Number of lines below with "filename": work it out and reply with that number only.

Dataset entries
********************

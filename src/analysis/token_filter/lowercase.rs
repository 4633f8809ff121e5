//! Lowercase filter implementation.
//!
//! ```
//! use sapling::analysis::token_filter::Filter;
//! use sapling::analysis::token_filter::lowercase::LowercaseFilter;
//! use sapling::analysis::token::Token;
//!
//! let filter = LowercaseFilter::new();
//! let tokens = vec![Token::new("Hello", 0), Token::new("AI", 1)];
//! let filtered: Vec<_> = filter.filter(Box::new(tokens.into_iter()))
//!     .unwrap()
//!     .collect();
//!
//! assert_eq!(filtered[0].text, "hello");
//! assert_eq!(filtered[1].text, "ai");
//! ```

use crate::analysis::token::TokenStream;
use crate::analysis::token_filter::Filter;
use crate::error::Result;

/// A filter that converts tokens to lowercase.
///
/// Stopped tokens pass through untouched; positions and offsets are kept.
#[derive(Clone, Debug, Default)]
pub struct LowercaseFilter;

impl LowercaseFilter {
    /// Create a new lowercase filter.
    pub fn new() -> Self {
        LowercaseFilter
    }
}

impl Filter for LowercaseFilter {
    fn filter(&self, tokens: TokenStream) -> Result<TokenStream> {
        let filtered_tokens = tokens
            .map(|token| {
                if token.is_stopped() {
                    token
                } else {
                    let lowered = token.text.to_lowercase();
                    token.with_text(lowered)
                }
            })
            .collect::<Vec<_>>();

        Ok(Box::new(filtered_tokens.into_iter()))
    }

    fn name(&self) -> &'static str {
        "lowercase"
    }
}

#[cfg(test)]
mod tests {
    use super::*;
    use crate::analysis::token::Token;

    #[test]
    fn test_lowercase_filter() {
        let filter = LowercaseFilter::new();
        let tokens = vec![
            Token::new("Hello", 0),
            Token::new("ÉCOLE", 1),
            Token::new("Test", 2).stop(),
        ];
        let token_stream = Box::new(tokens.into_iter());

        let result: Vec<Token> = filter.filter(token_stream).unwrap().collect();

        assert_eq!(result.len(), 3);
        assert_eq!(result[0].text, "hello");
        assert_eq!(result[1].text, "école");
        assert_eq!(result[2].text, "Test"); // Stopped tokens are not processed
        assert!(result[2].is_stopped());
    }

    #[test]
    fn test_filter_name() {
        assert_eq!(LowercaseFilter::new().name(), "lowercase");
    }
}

********************

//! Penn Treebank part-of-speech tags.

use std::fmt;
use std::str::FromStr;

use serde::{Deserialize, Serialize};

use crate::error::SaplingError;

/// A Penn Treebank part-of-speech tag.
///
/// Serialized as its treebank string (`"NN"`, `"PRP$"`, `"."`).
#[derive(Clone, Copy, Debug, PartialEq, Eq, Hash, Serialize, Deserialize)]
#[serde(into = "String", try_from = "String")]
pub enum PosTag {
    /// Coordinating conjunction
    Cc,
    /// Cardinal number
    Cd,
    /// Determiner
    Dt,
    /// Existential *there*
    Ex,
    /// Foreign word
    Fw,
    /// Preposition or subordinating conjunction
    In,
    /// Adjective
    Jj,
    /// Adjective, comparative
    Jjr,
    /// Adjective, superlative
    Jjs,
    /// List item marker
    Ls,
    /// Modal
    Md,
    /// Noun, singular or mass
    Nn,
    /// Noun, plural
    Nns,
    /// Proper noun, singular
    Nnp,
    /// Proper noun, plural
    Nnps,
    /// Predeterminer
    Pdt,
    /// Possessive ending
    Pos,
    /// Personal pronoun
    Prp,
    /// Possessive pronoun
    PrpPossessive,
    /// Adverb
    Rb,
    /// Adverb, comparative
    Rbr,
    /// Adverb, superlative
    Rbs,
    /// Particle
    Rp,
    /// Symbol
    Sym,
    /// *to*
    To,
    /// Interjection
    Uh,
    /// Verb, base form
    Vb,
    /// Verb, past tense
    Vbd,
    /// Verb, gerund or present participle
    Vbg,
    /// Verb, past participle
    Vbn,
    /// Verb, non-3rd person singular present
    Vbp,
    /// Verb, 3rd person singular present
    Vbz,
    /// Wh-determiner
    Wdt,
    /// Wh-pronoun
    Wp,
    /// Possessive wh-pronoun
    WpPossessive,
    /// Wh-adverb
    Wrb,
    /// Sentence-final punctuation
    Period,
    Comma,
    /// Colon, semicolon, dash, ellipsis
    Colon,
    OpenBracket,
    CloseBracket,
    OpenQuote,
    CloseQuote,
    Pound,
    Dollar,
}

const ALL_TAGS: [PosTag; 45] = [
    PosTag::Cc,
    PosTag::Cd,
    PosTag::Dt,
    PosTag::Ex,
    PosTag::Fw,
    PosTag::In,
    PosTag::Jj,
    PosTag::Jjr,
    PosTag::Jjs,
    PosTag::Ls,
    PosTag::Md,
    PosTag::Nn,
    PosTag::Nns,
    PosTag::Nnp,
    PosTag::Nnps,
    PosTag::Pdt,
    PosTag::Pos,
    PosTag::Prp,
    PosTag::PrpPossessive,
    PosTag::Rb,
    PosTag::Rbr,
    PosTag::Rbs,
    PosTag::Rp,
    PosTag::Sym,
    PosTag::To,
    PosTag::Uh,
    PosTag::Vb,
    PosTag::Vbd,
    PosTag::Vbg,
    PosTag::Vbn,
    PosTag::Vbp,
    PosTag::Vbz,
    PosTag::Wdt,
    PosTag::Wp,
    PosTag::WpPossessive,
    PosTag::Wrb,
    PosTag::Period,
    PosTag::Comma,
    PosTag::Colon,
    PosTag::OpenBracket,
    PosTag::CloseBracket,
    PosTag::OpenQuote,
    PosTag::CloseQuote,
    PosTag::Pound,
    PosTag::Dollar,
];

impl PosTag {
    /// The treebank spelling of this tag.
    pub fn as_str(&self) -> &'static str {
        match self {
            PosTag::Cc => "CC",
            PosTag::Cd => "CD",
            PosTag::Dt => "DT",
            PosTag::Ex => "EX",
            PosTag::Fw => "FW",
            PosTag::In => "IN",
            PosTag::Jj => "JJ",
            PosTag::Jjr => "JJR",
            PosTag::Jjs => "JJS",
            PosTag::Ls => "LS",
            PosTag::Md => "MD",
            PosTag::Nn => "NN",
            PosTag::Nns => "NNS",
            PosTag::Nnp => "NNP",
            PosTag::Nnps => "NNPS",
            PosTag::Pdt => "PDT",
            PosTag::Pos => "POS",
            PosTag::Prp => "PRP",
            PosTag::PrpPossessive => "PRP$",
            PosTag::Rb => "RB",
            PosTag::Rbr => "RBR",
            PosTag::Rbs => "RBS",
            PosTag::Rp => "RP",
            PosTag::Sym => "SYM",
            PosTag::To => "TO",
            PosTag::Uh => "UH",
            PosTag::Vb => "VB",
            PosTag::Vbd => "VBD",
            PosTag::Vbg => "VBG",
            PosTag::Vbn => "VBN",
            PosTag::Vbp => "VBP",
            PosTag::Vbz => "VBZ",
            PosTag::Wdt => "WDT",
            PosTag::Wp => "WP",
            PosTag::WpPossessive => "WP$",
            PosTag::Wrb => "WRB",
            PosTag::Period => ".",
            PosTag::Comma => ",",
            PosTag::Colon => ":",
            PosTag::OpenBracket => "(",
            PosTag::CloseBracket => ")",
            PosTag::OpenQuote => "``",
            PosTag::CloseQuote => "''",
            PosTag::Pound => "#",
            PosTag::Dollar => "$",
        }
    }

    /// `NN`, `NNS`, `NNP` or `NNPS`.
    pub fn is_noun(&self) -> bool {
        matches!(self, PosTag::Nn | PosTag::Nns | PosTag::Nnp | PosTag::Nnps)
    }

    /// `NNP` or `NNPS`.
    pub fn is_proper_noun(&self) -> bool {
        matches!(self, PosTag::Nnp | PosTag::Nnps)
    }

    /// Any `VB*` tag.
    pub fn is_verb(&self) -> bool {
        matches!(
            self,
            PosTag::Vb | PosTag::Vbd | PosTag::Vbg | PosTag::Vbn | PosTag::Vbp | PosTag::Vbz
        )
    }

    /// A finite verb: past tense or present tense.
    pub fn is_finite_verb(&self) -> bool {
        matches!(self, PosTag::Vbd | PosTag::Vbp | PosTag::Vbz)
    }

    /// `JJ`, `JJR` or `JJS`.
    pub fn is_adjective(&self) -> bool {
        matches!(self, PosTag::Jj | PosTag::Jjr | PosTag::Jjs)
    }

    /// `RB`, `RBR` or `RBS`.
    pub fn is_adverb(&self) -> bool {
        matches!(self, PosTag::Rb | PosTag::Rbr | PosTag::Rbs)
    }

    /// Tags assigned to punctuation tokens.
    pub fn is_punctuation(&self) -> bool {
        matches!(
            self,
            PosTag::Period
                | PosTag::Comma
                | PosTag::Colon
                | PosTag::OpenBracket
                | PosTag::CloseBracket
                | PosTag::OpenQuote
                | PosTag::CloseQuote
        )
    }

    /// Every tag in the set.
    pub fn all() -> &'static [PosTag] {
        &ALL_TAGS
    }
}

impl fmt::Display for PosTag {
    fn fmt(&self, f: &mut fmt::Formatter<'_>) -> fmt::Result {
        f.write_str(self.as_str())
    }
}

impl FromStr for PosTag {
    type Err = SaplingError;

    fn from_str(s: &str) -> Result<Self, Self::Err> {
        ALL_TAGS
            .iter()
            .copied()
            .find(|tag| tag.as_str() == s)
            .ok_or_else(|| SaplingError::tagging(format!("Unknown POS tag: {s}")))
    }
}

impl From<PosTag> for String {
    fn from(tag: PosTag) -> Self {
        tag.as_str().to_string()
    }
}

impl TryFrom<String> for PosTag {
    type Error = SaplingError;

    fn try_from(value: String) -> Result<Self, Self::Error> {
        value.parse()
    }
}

********************

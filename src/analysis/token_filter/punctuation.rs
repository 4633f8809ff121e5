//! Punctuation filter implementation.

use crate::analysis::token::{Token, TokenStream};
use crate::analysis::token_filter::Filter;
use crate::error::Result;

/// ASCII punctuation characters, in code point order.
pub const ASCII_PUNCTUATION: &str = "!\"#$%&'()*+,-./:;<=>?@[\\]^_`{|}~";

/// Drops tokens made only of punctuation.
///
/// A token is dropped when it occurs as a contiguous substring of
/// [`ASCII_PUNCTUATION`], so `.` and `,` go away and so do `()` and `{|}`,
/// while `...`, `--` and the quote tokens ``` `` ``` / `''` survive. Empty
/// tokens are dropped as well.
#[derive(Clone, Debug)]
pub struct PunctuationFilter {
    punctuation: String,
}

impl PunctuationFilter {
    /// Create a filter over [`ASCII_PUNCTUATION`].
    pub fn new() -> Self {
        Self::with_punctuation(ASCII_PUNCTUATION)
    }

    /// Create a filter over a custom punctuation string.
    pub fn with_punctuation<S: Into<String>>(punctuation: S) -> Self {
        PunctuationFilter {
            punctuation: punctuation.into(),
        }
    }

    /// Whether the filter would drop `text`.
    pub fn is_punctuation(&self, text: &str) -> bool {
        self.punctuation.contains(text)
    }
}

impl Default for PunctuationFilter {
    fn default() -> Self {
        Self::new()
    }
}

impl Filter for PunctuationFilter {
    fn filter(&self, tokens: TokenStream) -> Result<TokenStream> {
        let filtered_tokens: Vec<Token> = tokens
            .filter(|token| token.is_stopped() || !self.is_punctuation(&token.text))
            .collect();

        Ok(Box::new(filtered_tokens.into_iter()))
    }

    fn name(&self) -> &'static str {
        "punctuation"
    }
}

********************

**TASK OUTPUT**
2